* Task directions *
If a line of the records contains the word "bytes", list it.
□ □ □ □
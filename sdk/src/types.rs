//! Parameter and result types for [`crate::DlanClient`].

use serde::Serialize;
use solana_sdk::pubkey::Pubkey;

use crate::claim::ClaimQuote;
use crate::vip::b58;

/// Which on-chain timer a split claim reads.
#[derive(Debug, Clone, Copy, PartialEq, Eq, Serialize)]
#[serde(rename_all = "snake_case")]
pub enum ClaimKind {
    /// Investment accrual, timed by the `user` PDA.
    Invest,
    /// VIP tier button, timed by the `vip` PDA.
    Vip,
}

/// Live inputs and result of a claim preview.
#[derive(Debug, Clone, Copy, PartialEq, Eq, Serialize)]
pub struct ClaimPreview {
    pub kind:               ClaimKind,
    #[serde(serialize_with = "b58::serialize")]
    pub owner:              Pubkey,
    pub chain_time:         i64,
    /// `None` before the first claim.
    pub last_claim_ts:      Option<i64>,
    pub elapsed_days:       u64,
    pub reserve_base_units: u64,
    pub next_claim_in_secs: i64,
    pub quote:              ClaimQuote,
}

#[derive(Debug, Clone, Copy, PartialEq, Eq, Serialize)]
pub struct ReserveSnapshot {
    pub reserve_base_units: u64,
    pub chain_time:         i64,
}

/// Result of any single-instruction submission.
#[derive(Debug, Clone, Serialize)]
pub struct TxResult {
    pub signature:   String,
    pub instruction: &'static str,
}

#[derive(Debug, Clone, Serialize)]
pub struct StakeResult {
    pub signature:  String,
    #[serde(serialize_with = "b58::serialize")]
    pub user_state: Pubkey,
    /// USD base units moved into the treasury.
    pub amount:     u64,
}

#[derive(Debug, Clone, Serialize)]
pub struct ClaimResult {
    pub signature:     String,
    #[serde(serialize_with = "b58::serialize")]
    pub fee_recipient: Pubkey,
    /// What the client expected the program to pay; display only.
    pub preview:       ClaimPreview,
}

#[derive(Debug, Clone, Serialize)]
pub struct PostResult {
    pub signature: String,
    #[serde(serialize_with = "b58::serialize")]
    pub post:      Pubkey,
    pub index:     u64,
}

#[derive(Debug, Clone, Serialize)]
pub struct SwapResult {
    pub signature:      String,
    #[serde(serialize_with = "b58::serialize")]
    pub input_mint:     Pubkey,
    #[serde(serialize_with = "b58::serialize")]
    pub output_mint:    Pubkey,
    pub in_amount:      u64,
    pub out_amount:     u64,
    pub min_amount_out: u64,
}
fn quote_request(
    config: Option<&ClientConfig>,
    token_in: &str,
    token_out: &str,
    amount: &str,
    decimals: Option<u8>,
    slippage_bps: u16,
) -> Result<QuoteRequest> {
    let (input_mint, known_decimals) = resolve_mint(config, token_in).context("--in")?;
    let (output_mint, _) = resolve_mint(config, token_out).context("--out")?;
    if input_mint == output_mint {
        bail!("--in and --out must be different tokens.");
    }
    let decimals = decimals.or(known_decimals).ok_or_else(|| {
        anyhow!("--decimals is required for unknown input mint {input_mint}")
    })?;
    let amount = to_base_units(amount, decimals).context("--amount")?;
    if amount == 0 {
        bail!("--amount must be > 0");
    }
    Ok(QuoteRequest { input_mint, output_mint, amount, slippage_bps })
}

// ─── vip ──────────────────────────────────────────────────────────────────────

async fn cmd_vip(cli: &Cli, file: Option<&Path>, wallet: Option<&str>) -> Result<()> {
    let vip: VipConfig = match file {
        Some(path) => load_vip_config_file(path),
        None => match optional_config(cli)?.and_then(|c| c.vip_config_url) {
            Some(url) => load_vip_config(&reqwest::Client::new(), &url).await,
            None => VipConfig::default(),
        },
    };
    let wallet = match wallet {
        Some(w) => Some(parse_pubkey(w, "--wallet")?),
        None => load_keypair(&cli.keypair).ok().map(|k| k.pubkey()),
    };
    let tier = wallet.and_then(|w| vip.tier_for(&w));

    if cli.json {
        println!("{}", json!({
            "config": serde_json::to_value(&vip)?,
            "wallet": wallet.map(|w| w.to_string()),
            "buttons": tier.map(|t| t.buttons.clone()),
            "fee_recipient": wallet.and_then(|w| vip.fee_recipient_for(&w)).map(|k| k.to_string()),
        }));
    } else {
        println!("─── VIP Config ───────────────────────────────────────────────────");
        println!("  Invest rate      {} DLAN per USD per day", vip.invest_usd_per_dlan_rule.dlan_per_usd_per_day);
        println!("  Tiers            {}", vip.tiers.len());
        if let Some(w) = wallet {
            println!("  Wallet           {w}");
            match tier {
                Some(t) => println!("  Buttons          {:?}", t.buttons),
                None => println!("  Buttons          none (not a tier member)"),
            }
            if let Some(fee) = vip.fee_recipient_for(&w) {
                println!("  Fee recipient    {fee}");
            }
        }
    }
    Ok(())
}
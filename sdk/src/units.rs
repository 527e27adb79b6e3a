//! Human-decimal ↔ base-unit conversion.
//!
//! Only integers produced by [`to_base_units`] (or read raw from chain) may
//! feed instruction arguments.  [`to_human`] and [`to_ui_amount`] are for
//! display; the float path in particular loses precision.
//!
//! Every conversion floors: a fractional base unit is dropped, never rounded
//! up.

use serde::{Deserialize, Serialize};

use crate::error::{Error, Result};

/// `10^decimals` as `u128`, or `MathOverflow` past `10^38`.
pub fn pow10(decimals: u8) -> Result<u128> {
    10u128.checked_pow(decimals as u32).ok_or(Error::MathOverflow)
}

/// Parse a human decimal string (`"12"`, `"0.5"`, `"3."`, `".25"`) into base units.
///
/// Digits past `decimals` are truncated.  Signs, exponents, `NaN`, `inf` and
/// anything else that is not plain decimal notation are rejected with
/// [`Error::InvalidAmount`], as is a value that does not fit in `u64`.
/// Any `decimals` is accepted, so every string [`to_human`] renders parses back.
pub fn to_base_units(human: &str, decimals: u8) -> Result<u64> {
    let s = human.trim();
    if s.starts_with('-') {
        return Err(Error::InvalidAmount(format!("'{human}' is negative")));
    }
    let (int_part, frac_part) = match s.split_once('.') {
        Some((i, f)) => (i, f),
        None => (s, ""),
    };
    let all_digits = |p: &str| p.bytes().all(|b| b.is_ascii_digit());
    if (int_part.is_empty() && frac_part.is_empty()) || !all_digits(int_part) || !all_digits(frac_part) {
        return Err(Error::InvalidAmount(format!("'{human}' is not a plain decimal number")));
    }

    let too_large = || Error::InvalidAmount(format!("'{human}' exceeds the u64 base-unit range"));

    // Exactly `decimals` fractional digits: extra ones floored, missing ones zero.
    let frac_digits = frac_part
        .bytes()
        .chain(std::iter::repeat(b'0'))
        .take(decimals as usize);

    let mut total: u64 = 0;
    for b in int_part.bytes().chain(frac_digits) {
        total = total
            .checked_mul(10)
            .and_then(|t| t.checked_add((b - b'0') as u64))
            .ok_or_else(too_large)?;
    }
    Ok(total)
}

/// Convert a float amount to base units through its shortest decimal rendering.
///
/// Non-finite or negative input fails with [`Error::InvalidAmount`].
pub fn to_base_units_f64(human: f64, decimals: u8) -> Result<u64> {
    if !human.is_finite() {
        return Err(Error::InvalidAmount(format!("{human} is not finite")));
    }
    if human < 0.0 {
        return Err(Error::InvalidAmount(format!("{human} is negative")));
    }
    // `Display` for f64 never uses exponent notation.
    to_base_units(&format!("{human}"), decimals)
}

/// Render base units as an exact decimal string, trailing zeros trimmed.
pub fn to_human(base_units: u64, decimals: u8) -> String {
    let digits = base_units.to_string();
    let d = decimals as usize;
    if d == 0 {
        return digits;
    }
    let padded = if digits.len() <= d {
        format!("{}{}", "0".repeat(d - digits.len() + 1), digits)
    } else {
        digits
    };
    let (whole, frac) = padded.split_at(padded.len() - d);
    let frac = frac.trim_end_matches('0');
    if frac.is_empty() {
        whole.to_string()
    } else {
        format!("{whole}.{frac}")
    }
}

/// Display-only float value.  Never feed this back into a transaction.
pub fn to_ui_amount(base_units: u64, decimals: u8) -> f64 {
    base_units as f64 / 10f64.powi(decimals as i32)
}

/// Move `amount` from `from` decimals to `to` decimals.
///
/// Scaling up is exact (`MathOverflow` if it leaves `u64`); scaling down
/// floors and is therefore lossy.
pub fn rescale(amount: u64, from: u8, to: u8) -> Result<u64> {
    if amount == 0 {
        return Ok(0);
    }
    if to >= from {
        let factor = pow10(to - from)?;
        let scaled = (amount as u128).checked_mul(factor).ok_or(Error::MathOverflow)?;
        u64::try_from(scaled).map_err(|_| Error::MathOverflow)
    } else {
        // Past 10^38 every u64 floors to zero.
        Ok(pow10(from - to).map_or(0, |factor| ((amount as u128) / factor) as u64))
    }
}

// ─── TokenAmount ──────────────────────────────────────────────────────────────

/// A fixed-point token amount: `base_units / 10^decimals`.
#[derive(Debug, Clone, Copy, PartialEq, Eq, Serialize, Deserialize)]
pub struct TokenAmount {
    pub base_units: u64,
    pub decimals:   u8,
}

impl TokenAmount {
    pub fn new(base_units: u64, decimals: u8) -> Self {
        Self { base_units, decimals }
    }

    pub fn from_human(human: &str, decimals: u8) -> Result<Self> {
        Ok(Self::new(to_base_units(human, decimals)?, decimals))
    }

    pub fn to_human(&self) -> String {
        to_human(self.base_units, self.decimals)
    }

    pub fn ui_amount(&self) -> f64 {
        to_ui_amount(self.base_units, self.decimals)
    }

    pub fn rescale(&self, decimals: u8) -> Result<Self> {
        Ok(Self::new(rescale(self.base_units, self.decimals, decimals)?, decimals))
    }

    /// Add `other`, rescaled into `self`'s decimals first.
    pub fn checked_add(&self, other: &TokenAmount) -> Result<Self> {
        let rhs = other.rescale(self.decimals)?;
        let sum = self.base_units.checked_add(rhs.base_units).ok_or(Error::MathOverflow)?;
        Ok(Self::new(sum, self.decimals))
    }

    /// Subtract `other`, rescaled into `self`'s decimals first.
    pub fn checked_sub(&self, other: &TokenAmount) -> Result<Self> {
        let rhs = other.rescale(self.decimals)?;
        let diff = self.base_units.checked_sub(rhs.base_units).ok_or(Error::MathOverflow)?;
        Ok(Self::new(diff, self.decimals))
    }
}

impl std::fmt::Display for TokenAmount {
    fn fmt(&self, f: &mut std::fmt::Formatter<'_>) -> std::fmt::Result {
        f.write_str(&self.to_human())
    }
}

#[cfg(test)]
mod tests {
    use super::*;

    #[test]
    fn parses_whole_and_fractional_amounts() {
        assert_eq!(to_base_units("3", 6).unwrap(), 3_000_000);
        assert_eq!(to_base_units("1.5", 6).unwrap(), 1_500_000);
        assert_eq!(to_base_units(".25", 2).unwrap(), 25);
        assert_eq!(to_base_units("7.", 0).unwrap(), 7);
        assert_eq!(to_base_units(" 0.000001 ", 6).unwrap(), 1);
    }

    #[test]
    fn floors_extra_fractional_digits() {
        assert_eq!(to_base_units("1.9999999", 6).unwrap(), 1_999_999);
        assert_eq!(to_base_units("0.0000009", 6).unwrap(), 0);
    }

    #[test]
    fn rejects_garbage_and_negatives() {
        for bad in ["", ".", "-1", "1e3", "NaN", "inf", "1.2.3", "+4", "12a"] {
            assert!(
                matches!(to_base_units(bad, 6), Err(Error::InvalidAmount(_))),
                "expected InvalidAmount for {bad:?}"
            );
        }
    }

    #[test]
    fn rejects_values_beyond_u64() {
        assert!(matches!(to_base_units("18446744073709551616", 0), Err(Error::InvalidAmount(_))));
        assert!(matches!(to_base_units("18446744073709.551616", 6), Err(Error::InvalidAmount(_))));
        assert_eq!(to_base_units("18446744073709551615", 0).unwrap(), u64::MAX);
    }

    #[test]
    fn float_input_rejects_non_finite_and_negative() {
        assert!(matches!(to_base_units_f64(f64::NAN, 6), Err(Error::InvalidAmount(_))));
        assert!(matches!(to_base_units_f64(f64::INFINITY, 6), Err(Error::InvalidAmount(_))));
        assert!(matches!(to_base_units_f64(-0.5, 6), Err(Error::InvalidAmount(_))));
        assert_eq!(to_base_units_f64(2.5, 6).unwrap(), 2_500_000);
        assert_eq!(to_base_units_f64(0.1, 9).unwrap(), 100_000_000);
    }

    #[test]
    fn renders_exact_decimal_strings() {
        assert_eq!(to_human(1_500_000, 6), "1.5");
        assert_eq!(to_human(3_000_000, 6), "3");
        assert_eq!(to_human(1, 6), "0.000001");
        assert_eq!(to_human(0, 6), "0");
        assert_eq!(to_human(42, 0), "42");
    }

    #[test]
    fn human_round_trip_never_inflates() {
        let samples = [0u64, 1, 9, 10, 999_999, 1_000_000, 123_456_789, u64::MAX];
        for d in [0u8, 1, 6, 9, 12] {
            for &b in &samples {
                let back = to_base_units(&to_human(b, d), d).unwrap();
                assert!(back <= b);
                assert_eq!(back, b);
            }
        }
    }

    #[test]
    fn large_decimal_counts_parse_back() {
        assert_eq!(to_base_units("0", 39).unwrap(), 0);
        assert_eq!(to_base_units("0", 255).unwrap(), 0);
        assert_eq!(to_base_units(&to_human(5, 40), 40).unwrap(), 5);
        for d in [19u8, 20, 38, 39, 64, 255] {
            for b in [0u64, 1, 987_654_321, u64::MAX] {
                assert_eq!(to_base_units(&to_human(b, d), d).unwrap(), b, "{b} at {d} decimals");
            }
        }
        assert!(matches!(to_base_units("1", 40), Err(Error::InvalidAmount(_))));
    }

    #[test]
    fn rescale_up_is_exact_and_down_floors() {
        assert_eq!(rescale(1_234_567, 6, 9).unwrap(), 1_234_567_000);
        assert_eq!(rescale(1_234_567_899, 9, 6).unwrap(), 1_234_567);
        assert_eq!(rescale(5, 6, 6).unwrap(), 5);
        assert!(matches!(rescale(u64::MAX, 0, 1), Err(Error::MathOverflow)));
        assert_eq!(rescale(u64::MAX, 60, 0).unwrap(), 0);
        assert_eq!(rescale(0, 0, 60).unwrap(), 0);
    }

    #[test]
    fn token_amounts_with_different_decimals_add_after_rescaling() {
        let usdc = TokenAmount::from_human("1.5", 6).unwrap();
        let sol_scaled = TokenAmount::new(250_000_000, 9); // 0.25
        let sum = usdc.checked_add(&sol_scaled).unwrap();
        assert_eq!(sum, TokenAmount::new(1_750_000, 6));
        assert_eq!(sum.to_string(), "1.75");

        let diff = usdc.checked_sub(&sol_scaled).unwrap();
        assert_eq!(diff.base_units, 1_250_000);
        assert!(matches!(sol_scaled.checked_sub(&usdc.rescale(9).unwrap()), Err(Error::MathOverflow)));
    }
}
//! Fixed-interval background refresh with teardown on drop.

use std::future::Future;
use std::time::Duration;

use tokio::sync::watch;
use tokio::task::JoinHandle;
use tokio::time::MissedTickBehavior;
use tracing::warn;

use crate::error::Result;

/// Re-runs a fetch every `interval` and publishes the latest success.
///
/// The first fetch runs immediately.  A failed fetch is logged and the
/// previous value stays published.  Dropping the poller aborts the task.
#[derive(Debug)]
pub struct Poller<T> {
    rx:     watch::Receiver<Option<T>>,
    handle: JoinHandle<()>,
}

impl<T> Poller<T>
where
    T: Clone + Send + Sync + 'static,
{
    /// Must be called from within a tokio runtime.
    pub fn spawn<F, Fut>(interval: Duration, mut fetch: F) -> Self
    where
        F: FnMut() -> Fut + Send + 'static,
        Fut: Future<Output = Result<T>> + Send + 'static,
    {
        let (tx, rx) = watch::channel(None);
        let period = interval.max(Duration::from_millis(1));
        let handle = tokio::spawn(async move {
            let mut ticker = tokio::time::interval(period);
            ticker.set_missed_tick_behavior(MissedTickBehavior::Delay);
            loop {
                ticker.tick().await;
                match fetch().await {
                    Ok(value) => {
                        if tx.send(Some(value)).is_err() {
                            break;
                        }
                    }
                    Err(e) => warn!(error = %e, "poll failed; keeping previous value"),
                }
            }
        });
        Self { rx, handle }
    }

    /// Most recent successful value, if any.
    pub fn latest(&self) -> Option<T> {
        self.rx.borrow().clone()
    }

    /// A receiver that wakes on every published value.
    pub fn subscribe(&self) -> watch::Receiver<Option<T>> {
        self.rx.clone()
    }

    /// Abort the background task; same as dropping the poller.
    pub fn stop(self) {}
}

impl<T> Drop for Poller<T> {
    fn drop(&mut self) {
        self.handle.abort();
    }
}

#[cfg(test)]
mod tests {
    use super::*;
    use crate::error::Error;
    use std::sync::atomic::{AtomicU64, Ordering};
    use std::sync::Arc;

    fn counting_fetch(
        counter: Arc<AtomicU64>,
        fail_on: u64,
    ) -> impl FnMut() -> std::future::Ready<Result<u64>> + Send + 'static {
        move || {
            let n = counter.fetch_add(1, Ordering::SeqCst) + 1;
            std::future::ready(if n == fail_on { Err(Error::ReserveEmpty) } else { Ok(n) })
        }
    }

    #[tokio::test(start_paused = true)]
    async fn publishes_on_interval_and_skips_failures() {
        let counter = Arc::new(AtomicU64::new(0));
        let poller = Poller::spawn(Duration::from_secs(30), counting_fetch(counter.clone(), 2));
        let mut rx = poller.subscribe();

        rx.changed().await.unwrap();
        assert_eq!(*rx.borrow_and_update(), Some(1));

        // Second fetch fails silently; the third publishes.
        rx.changed().await.unwrap();
        assert_eq!(*rx.borrow_and_update(), Some(3));
        assert_eq!(poller.latest(), Some(3));
        assert_eq!(counter.load(Ordering::SeqCst), 3);
    }

    #[tokio::test(start_paused = true)]
    async fn drop_stops_polling() {
        let counter = Arc::new(AtomicU64::new(0));
        let poller = Poller::spawn(Duration::from_secs(30), counting_fetch(counter.clone(), 0));
        let mut rx = poller.subscribe();
        rx.changed().await.unwrap();

        poller.stop();
        let seen = counter.load(Ordering::SeqCst);
        tokio::time::sleep(Duration::from_secs(300)).await;
        assert_eq!(counter.load(Ordering::SeqCst), seen);
    }
}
□ □ □ □
* Completed exercise *
    let all_digits = |p: &str| p.bytes().all(|b| b.is_ascii_digit());
        .bytes()
    for b in int_part.bytes().chain(frac_digits) {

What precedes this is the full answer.